- [Your assignment]: Output the data below in full, byte for byte. Nothing may differ.

- [Entries taken from a collection]:
---------------

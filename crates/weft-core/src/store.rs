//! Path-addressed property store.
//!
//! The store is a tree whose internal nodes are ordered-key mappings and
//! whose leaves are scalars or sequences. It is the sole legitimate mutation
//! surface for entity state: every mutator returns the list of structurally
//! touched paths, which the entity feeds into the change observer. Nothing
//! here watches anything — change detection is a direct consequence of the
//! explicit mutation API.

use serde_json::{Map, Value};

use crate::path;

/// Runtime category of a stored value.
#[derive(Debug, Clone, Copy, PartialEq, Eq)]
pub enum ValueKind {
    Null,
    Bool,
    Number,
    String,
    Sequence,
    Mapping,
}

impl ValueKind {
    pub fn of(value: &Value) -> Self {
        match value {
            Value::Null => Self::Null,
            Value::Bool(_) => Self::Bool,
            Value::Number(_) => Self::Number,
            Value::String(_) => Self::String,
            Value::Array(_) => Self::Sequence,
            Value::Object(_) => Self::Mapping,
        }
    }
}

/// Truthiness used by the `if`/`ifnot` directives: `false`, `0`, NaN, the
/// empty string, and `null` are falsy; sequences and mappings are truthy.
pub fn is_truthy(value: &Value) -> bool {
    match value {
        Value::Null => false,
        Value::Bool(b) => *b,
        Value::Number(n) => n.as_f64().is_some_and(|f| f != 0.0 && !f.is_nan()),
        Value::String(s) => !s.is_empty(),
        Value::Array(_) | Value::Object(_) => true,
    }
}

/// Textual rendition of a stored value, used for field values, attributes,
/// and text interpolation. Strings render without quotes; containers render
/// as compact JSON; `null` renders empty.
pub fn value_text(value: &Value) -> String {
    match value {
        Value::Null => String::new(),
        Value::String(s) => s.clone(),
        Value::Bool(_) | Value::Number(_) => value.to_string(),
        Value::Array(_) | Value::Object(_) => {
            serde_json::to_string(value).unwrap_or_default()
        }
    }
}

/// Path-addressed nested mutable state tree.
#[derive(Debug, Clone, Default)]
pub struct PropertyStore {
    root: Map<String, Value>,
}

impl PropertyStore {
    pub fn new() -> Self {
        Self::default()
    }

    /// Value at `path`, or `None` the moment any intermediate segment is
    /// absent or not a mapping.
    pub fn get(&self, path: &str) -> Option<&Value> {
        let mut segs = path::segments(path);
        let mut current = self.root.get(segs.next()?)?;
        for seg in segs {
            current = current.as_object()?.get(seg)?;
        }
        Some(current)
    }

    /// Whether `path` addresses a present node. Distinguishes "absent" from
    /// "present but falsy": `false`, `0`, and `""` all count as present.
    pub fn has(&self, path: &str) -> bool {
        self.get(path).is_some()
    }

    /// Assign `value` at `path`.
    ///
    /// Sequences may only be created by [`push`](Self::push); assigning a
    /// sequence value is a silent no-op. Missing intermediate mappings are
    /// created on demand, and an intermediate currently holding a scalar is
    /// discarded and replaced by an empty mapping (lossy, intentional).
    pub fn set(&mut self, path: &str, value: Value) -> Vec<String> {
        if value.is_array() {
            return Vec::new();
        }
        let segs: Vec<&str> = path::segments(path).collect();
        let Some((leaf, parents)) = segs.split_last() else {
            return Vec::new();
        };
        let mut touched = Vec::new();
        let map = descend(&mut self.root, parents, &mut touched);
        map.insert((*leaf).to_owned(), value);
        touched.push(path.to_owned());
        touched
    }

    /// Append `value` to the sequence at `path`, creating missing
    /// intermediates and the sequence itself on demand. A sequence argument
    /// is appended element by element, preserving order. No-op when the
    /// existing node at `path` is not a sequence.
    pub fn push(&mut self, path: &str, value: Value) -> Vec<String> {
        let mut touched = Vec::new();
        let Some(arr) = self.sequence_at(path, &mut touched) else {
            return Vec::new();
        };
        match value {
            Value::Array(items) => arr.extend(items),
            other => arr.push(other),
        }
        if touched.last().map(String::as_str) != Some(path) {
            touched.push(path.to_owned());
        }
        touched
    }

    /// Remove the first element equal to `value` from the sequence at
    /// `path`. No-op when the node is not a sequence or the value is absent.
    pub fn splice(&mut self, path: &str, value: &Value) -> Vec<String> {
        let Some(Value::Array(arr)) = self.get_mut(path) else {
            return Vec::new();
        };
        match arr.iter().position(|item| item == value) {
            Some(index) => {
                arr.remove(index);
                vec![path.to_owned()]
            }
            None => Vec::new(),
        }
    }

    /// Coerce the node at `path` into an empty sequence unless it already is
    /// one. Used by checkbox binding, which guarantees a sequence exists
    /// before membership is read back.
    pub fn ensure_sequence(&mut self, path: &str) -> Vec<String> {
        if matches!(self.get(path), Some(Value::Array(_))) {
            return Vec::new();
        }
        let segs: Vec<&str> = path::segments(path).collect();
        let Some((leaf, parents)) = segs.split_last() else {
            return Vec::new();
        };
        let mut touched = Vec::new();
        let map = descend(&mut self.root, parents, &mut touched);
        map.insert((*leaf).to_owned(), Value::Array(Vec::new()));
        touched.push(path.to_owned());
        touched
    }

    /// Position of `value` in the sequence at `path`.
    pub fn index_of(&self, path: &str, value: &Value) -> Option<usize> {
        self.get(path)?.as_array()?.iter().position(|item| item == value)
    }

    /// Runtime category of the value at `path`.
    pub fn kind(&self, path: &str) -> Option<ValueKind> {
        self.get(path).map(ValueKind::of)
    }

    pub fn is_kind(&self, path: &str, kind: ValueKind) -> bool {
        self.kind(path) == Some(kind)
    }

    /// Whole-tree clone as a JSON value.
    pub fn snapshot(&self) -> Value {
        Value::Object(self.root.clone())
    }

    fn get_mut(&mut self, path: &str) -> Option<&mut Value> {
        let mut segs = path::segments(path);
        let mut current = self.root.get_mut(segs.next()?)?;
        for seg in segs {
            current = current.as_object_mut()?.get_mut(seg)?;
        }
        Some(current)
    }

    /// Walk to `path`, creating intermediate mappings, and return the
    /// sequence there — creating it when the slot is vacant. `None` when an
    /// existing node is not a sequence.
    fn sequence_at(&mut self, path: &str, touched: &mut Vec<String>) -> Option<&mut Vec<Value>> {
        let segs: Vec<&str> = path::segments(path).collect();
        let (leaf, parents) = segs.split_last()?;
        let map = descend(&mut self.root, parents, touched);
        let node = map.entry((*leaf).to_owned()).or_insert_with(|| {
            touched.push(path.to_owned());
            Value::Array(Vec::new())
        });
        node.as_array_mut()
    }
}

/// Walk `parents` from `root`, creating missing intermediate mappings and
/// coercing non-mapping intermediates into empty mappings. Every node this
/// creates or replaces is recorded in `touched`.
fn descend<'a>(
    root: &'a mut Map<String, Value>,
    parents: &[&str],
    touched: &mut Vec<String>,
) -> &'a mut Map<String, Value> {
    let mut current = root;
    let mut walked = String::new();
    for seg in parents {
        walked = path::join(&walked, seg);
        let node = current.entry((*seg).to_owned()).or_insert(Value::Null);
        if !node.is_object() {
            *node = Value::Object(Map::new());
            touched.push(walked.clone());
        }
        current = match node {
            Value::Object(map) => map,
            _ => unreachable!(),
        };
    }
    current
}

---------------

- [Problem solution]:
filename crates/weft-core/src/store.rs
//! Path-addressed property store.
//!
//! The store is a tree whose internal nodes are ordered-key mappings and
//! whose leaves are scalars or sequences. It is the sole legitimate mutation
//! surface for entity state: every mutator returns the list of structurally
//! touched paths, which the entity feeds into the change observer. Nothing
//! here watches anything — change detection is a direct consequence of the
//! explicit mutation API.

use serde_json::{Map, Value};

use crate::path;

/// Runtime category of a stored value.
#[derive(Debug, Clone, Copy, PartialEq, Eq)]
pub enum ValueKind {
    Null,
    Bool,
    Number,
    String,
    Sequence,
    Mapping,
}

impl ValueKind {
    pub fn of(value: &Value) -> Self {
        match value {
            Value::Null => Self::Null,
            Value::Bool(_) => Self::Bool,
            Value::Number(_) => Self::Number,
            Value::String(_) => Self::String,
            Value::Array(_) => Self::Sequence,
            Value::Object(_) => Self::Mapping,
        }
    }
}

/// Truthiness used by the `if`/`ifnot` directives: `false`, `0`, NaN, the
/// empty string, and `null` are falsy; sequences and mappings are truthy.
pub fn is_truthy(value: &Value) -> bool {
    match value {
        Value::Null => false,
        Value::Bool(b) => *b,
        Value::Number(n) => n.as_f64().is_some_and(|f| f != 0.0 && !f.is_nan()),
        Value::String(s) => !s.is_empty(),
        Value::Array(_) | Value::Object(_) => true,
    }
}

/// Textual rendition of a stored value, used for field values, attributes,
/// and text interpolation. Strings render without quotes; containers render
/// as compact JSON; `null` renders empty.
pub fn value_text(value: &Value) -> String {
    match value {
        Value::Null => String::new(),
        Value::String(s) => s.clone(),
        Value::Bool(_) | Value::Number(_) => value.to_string(),
        Value::Array(_) | Value::Object(_) => {
            serde_json::to_string(value).unwrap_or_default()
        }
    }
}

/// Path-addressed nested mutable state tree.
#[derive(Debug, Clone, Default)]
pub struct PropertyStore {
    root: Map<String, Value>,
}

impl PropertyStore {
    pub fn new() -> Self {
        Self::default()
    }

    /// Value at `path`, or `None` the moment any intermediate segment is
    /// absent or not a mapping.
    pub fn get(&self, path: &str) -> Option<&Value> {
        let mut segs = path::segments(path);
        let mut current = self.root.get(segs.next()?)?;
        for seg in segs {
            current = current.as_object()?.get(seg)?;
        }
        Some(current)
    }

    /// Whether `path` addresses a present node. Distinguishes "absent" from
    /// "present but falsy": `false`, `0`, and `""` all count as present.
    pub fn has(&self, path: &str) -> bool {
        self.get(path).is_some()
    }

    /// Assign `value` at `path`.
    ///
    /// Sequences may only be created by [`push`](Self::push); assigning a
    /// sequence value is a silent no-op. Missing intermediate mappings are
    /// created on demand, and an intermediate currently holding a scalar is
    /// discarded and replaced by an empty mapping (lossy, intentional).
    pub fn set(&mut self, path: &str, value: Value) -> Vec<String> {
        if value.is_array() {
            return Vec::new();
        }
        let segs: Vec<&str> = path::segments(path).collect();
        let Some((leaf, parents)) = segs.split_last() else {
            return Vec::new();
        };
        let mut touched = Vec::new();
        let map = descend(&mut self.root, parents, &mut touched);
        map.insert((*leaf).to_owned(), value);
        touched.push(path.to_owned());
        touched
    }

    /// Append `value` to the sequence at `path`, creating missing
    /// intermediates and the sequence itself on demand. A sequence argument
    /// is appended element by element, preserving order. No-op when the
    /// existing node at `path` is not a sequence.
    pub fn push(&mut self, path: &str, value: Value) -> Vec<String> {
        let mut touched = Vec::new();
        let Some(arr) = self.sequence_at(path, &mut touched) else {
            return Vec::new();
        };
        match value {
            Value::Array(items) => arr.extend(items),
            other => arr.push(other),
        }
        if touched.last().map(String::as_str) != Some(path) {
            touched.push(path.to_owned());
        }
        touched
    }

    /// Remove the first element equal to `value` from the sequence at
    /// `path`. No-op when the node is not a sequence or the value is absent.
    pub fn splice(&mut self, path: &str, value: &Value) -> Vec<String> {
        let Some(Value::Array(arr)) = self.get_mut(path) else {
            return Vec::new();
        };
        match arr.iter().position(|item| item == value) {
            Some(index) => {
                arr.remove(index);
                vec![path.to_owned()]
            }
            None => Vec::new(),
        }
    }

    /// Coerce the node at `path` into an empty sequence unless it already is
    /// one. Used by checkbox binding, which guarantees a sequence exists
    /// before membership is read back.
    pub fn ensure_sequence(&mut self, path: &str) -> Vec<String> {
        if matches!(self.get(path), Some(Value::Array(_))) {
            return Vec::new();
        }
        let segs: Vec<&str> = path::segments(path).collect();
        let Some((leaf, parents)) = segs.split_last() else {
            return Vec::new();
        };
        let mut touched = Vec::new();
        let map = descend(&mut self.root, parents, &mut touched);
        map.insert((*leaf).to_owned(), Value::Array(Vec::new()));
        touched.push(path.to_owned());
        touched
    }

    /// Position of `value` in the sequence at `path`.
    pub fn index_of(&self, path: &str, value: &Value) -> Option<usize> {
        self.get(path)?.as_array()?.iter().position(|item| item == value)
    }

    /// Runtime category of the value at `path`.
    pub fn kind(&self, path: &str) -> Option<ValueKind> {
        self.get(path).map(ValueKind::of)
    }

    pub fn is_kind(&self, path: &str, kind: ValueKind) -> bool {
        self.kind(path) == Some(kind)
    }

    /// Whole-tree clone as a JSON value.
    pub fn snapshot(&self) -> Value {
        Value::Object(self.root.clone())
    }

    fn get_mut(&mut self, path: &str) -> Option<&mut Value> {
        let mut segs = path::segments(path);
        let mut current = self.root.get_mut(segs.next()?)?;
        for seg in segs {
            current = current.as_object_mut()?.get_mut(seg)?;
        }
        Some(current)
    }

    /// Walk to `path`, creating intermediate mappings, and return the
    /// sequence there — creating it when the slot is vacant. `None` when an
    /// existing node is not a sequence.
    fn sequence_at(&mut self, path: &str, touched: &mut Vec<String>) -> Option<&mut Vec<Value>> {
        let segs: Vec<&str> = path::segments(path).collect();
        let (leaf, parents) = segs.split_last()?;
        let map = descend(&mut self.root, parents, touched);
        let node = map.entry((*leaf).to_owned()).or_insert_with(|| {
            touched.push(path.to_owned());
            Value::Array(Vec::new())
        });
        node.as_array_mut()
    }
}

/// Walk `parents` from `root`, creating missing intermediate mappings and
/// coercing non-mapping intermediates into empty mappings. Every node this
/// creates or replaces is recorded in `touched`.
fn descend<'a>(
    root: &'a mut Map<String, Value>,
    parents: &[&str],
    touched: &mut Vec<String>,
) -> &'a mut Map<String, Value> {
    let mut current = root;
    let mut walked = String::new();
    for seg in parents {
        walked = path::join(&walked, seg);
        let node = current.entry((*seg).to_owned()).or_insert(Value::Null);
        if !node.is_object() {
            *node = Value::Object(Map::new());
            touched.push(walked.clone());
        }
        current = match node {
            Value::Object(map) => map,
            _ => unreachable!(),
        };
    }
    current
}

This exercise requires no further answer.